_Work request_.
Take every line from the listing below that contains "ApprovalTicket".

_Information provided_.
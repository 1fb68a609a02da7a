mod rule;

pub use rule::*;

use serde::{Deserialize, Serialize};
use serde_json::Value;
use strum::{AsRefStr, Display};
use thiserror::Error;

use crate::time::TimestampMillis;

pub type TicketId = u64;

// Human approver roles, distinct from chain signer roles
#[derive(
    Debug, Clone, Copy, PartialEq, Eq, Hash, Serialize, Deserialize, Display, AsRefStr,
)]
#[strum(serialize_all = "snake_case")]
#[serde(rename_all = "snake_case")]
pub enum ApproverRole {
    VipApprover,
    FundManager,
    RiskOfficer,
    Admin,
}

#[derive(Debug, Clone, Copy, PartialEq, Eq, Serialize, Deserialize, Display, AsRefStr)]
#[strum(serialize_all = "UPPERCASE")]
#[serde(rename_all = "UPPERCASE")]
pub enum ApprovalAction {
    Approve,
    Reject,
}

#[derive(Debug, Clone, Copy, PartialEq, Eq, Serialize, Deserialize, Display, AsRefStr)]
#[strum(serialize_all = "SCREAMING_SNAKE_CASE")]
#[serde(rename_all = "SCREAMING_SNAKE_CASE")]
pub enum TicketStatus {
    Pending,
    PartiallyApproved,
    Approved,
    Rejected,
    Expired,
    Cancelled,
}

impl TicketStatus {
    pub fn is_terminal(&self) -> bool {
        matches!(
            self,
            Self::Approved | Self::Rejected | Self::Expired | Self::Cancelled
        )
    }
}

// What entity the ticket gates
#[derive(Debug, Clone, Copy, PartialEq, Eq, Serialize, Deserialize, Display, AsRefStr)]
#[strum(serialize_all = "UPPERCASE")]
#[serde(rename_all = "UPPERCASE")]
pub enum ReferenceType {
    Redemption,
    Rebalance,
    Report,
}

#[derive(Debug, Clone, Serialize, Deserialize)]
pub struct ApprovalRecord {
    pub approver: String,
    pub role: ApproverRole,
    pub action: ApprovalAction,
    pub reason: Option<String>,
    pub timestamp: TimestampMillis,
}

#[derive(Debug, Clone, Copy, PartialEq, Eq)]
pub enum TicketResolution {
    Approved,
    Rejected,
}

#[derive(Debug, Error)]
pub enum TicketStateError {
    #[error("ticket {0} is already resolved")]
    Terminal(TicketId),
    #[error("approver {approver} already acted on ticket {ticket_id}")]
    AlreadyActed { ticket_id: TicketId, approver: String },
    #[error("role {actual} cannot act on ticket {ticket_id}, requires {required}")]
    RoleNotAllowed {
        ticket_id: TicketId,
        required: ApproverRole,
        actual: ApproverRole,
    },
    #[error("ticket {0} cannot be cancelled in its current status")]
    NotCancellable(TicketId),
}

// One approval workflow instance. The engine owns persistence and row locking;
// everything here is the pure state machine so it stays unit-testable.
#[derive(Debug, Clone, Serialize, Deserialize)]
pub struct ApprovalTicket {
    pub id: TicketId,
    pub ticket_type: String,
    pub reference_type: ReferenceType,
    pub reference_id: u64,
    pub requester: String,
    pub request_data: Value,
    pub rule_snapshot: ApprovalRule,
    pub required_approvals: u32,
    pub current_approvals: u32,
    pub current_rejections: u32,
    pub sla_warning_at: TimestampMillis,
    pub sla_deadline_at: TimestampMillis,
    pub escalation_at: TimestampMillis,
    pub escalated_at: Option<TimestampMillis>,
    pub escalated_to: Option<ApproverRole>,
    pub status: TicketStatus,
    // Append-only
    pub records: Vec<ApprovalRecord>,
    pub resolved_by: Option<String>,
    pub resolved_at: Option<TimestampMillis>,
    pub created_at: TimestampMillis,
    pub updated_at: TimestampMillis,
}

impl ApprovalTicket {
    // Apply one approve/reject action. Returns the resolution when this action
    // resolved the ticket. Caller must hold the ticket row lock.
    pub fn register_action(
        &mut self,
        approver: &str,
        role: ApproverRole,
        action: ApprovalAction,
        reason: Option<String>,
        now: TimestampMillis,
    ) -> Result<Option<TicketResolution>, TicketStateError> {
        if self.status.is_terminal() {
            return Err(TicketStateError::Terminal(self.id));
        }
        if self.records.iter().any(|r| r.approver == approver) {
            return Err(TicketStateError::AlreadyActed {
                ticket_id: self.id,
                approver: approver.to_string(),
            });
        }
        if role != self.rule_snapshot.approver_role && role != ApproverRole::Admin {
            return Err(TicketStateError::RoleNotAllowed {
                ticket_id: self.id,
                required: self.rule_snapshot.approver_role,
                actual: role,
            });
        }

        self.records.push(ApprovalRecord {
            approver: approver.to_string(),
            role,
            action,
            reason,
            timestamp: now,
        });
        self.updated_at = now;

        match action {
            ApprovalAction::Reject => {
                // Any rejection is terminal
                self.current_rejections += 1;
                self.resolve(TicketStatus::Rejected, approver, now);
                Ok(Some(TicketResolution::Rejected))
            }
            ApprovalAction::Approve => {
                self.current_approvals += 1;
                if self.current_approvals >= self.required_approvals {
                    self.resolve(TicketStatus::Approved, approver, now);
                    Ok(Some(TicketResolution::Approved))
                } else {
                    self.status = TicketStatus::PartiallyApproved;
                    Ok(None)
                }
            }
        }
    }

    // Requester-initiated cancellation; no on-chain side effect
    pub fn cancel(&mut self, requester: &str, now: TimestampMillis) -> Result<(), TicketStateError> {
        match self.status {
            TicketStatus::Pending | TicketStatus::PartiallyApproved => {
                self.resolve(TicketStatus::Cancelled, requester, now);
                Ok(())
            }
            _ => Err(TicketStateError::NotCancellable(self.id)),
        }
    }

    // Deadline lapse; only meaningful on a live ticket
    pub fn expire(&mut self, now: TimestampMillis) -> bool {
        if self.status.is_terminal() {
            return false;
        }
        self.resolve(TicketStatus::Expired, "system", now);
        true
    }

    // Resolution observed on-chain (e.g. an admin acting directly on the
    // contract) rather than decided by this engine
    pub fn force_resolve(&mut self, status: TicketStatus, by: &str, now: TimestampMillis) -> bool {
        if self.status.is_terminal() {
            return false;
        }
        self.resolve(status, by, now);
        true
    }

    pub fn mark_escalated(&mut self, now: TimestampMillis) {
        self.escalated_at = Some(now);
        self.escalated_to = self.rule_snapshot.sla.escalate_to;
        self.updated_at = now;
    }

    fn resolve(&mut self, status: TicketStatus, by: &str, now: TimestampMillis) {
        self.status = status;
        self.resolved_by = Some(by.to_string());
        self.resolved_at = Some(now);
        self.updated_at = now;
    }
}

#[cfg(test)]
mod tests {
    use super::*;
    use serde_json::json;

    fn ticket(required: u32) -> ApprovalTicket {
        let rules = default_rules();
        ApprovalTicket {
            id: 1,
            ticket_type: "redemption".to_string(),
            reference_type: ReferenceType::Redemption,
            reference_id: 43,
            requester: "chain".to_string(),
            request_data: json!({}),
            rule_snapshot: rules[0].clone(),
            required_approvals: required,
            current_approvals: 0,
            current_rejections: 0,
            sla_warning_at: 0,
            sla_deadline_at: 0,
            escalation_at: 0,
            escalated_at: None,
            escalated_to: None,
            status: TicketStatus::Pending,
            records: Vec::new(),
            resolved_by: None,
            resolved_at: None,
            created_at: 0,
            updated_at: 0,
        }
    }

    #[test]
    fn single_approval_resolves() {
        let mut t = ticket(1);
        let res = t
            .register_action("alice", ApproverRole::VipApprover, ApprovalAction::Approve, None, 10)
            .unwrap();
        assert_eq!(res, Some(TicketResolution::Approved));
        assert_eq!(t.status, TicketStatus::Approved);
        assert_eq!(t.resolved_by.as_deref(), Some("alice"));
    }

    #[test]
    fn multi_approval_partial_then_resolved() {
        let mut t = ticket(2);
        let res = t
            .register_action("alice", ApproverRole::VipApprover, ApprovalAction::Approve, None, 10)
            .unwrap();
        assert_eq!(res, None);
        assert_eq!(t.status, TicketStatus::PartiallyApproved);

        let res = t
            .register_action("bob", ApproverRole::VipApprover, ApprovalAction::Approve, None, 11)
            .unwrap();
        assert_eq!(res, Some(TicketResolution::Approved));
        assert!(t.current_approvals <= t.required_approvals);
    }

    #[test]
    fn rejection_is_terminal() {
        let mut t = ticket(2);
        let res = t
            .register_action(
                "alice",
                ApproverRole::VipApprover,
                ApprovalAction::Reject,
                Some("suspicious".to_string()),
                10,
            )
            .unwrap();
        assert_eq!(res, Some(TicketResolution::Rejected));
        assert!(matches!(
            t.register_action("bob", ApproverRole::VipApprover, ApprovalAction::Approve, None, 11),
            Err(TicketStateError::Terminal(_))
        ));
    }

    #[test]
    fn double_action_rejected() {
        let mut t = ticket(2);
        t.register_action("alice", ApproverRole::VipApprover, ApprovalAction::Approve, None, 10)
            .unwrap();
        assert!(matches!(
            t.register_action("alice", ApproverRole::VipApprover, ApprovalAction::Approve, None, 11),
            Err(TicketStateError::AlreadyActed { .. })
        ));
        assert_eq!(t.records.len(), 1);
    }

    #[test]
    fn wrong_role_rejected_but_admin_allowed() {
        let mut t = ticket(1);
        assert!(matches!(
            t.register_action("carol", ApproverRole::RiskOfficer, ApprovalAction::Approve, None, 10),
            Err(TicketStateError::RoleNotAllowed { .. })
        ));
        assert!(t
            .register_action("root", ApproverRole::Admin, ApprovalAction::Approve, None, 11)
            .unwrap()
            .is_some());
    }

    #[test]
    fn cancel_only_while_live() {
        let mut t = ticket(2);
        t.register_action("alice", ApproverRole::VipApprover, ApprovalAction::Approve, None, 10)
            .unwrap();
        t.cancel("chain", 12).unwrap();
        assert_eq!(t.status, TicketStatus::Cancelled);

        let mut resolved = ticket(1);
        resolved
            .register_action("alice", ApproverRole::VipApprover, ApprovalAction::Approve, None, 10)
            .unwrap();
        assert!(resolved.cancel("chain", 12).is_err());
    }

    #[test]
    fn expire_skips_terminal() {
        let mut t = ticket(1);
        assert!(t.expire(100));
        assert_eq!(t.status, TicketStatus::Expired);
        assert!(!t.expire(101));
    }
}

_Output of the task_.
pub struct ApprovalTicket {
impl ApprovalTicket {
    fn ticket(required: u32) -> ApprovalTicket {
        ApprovalTicket {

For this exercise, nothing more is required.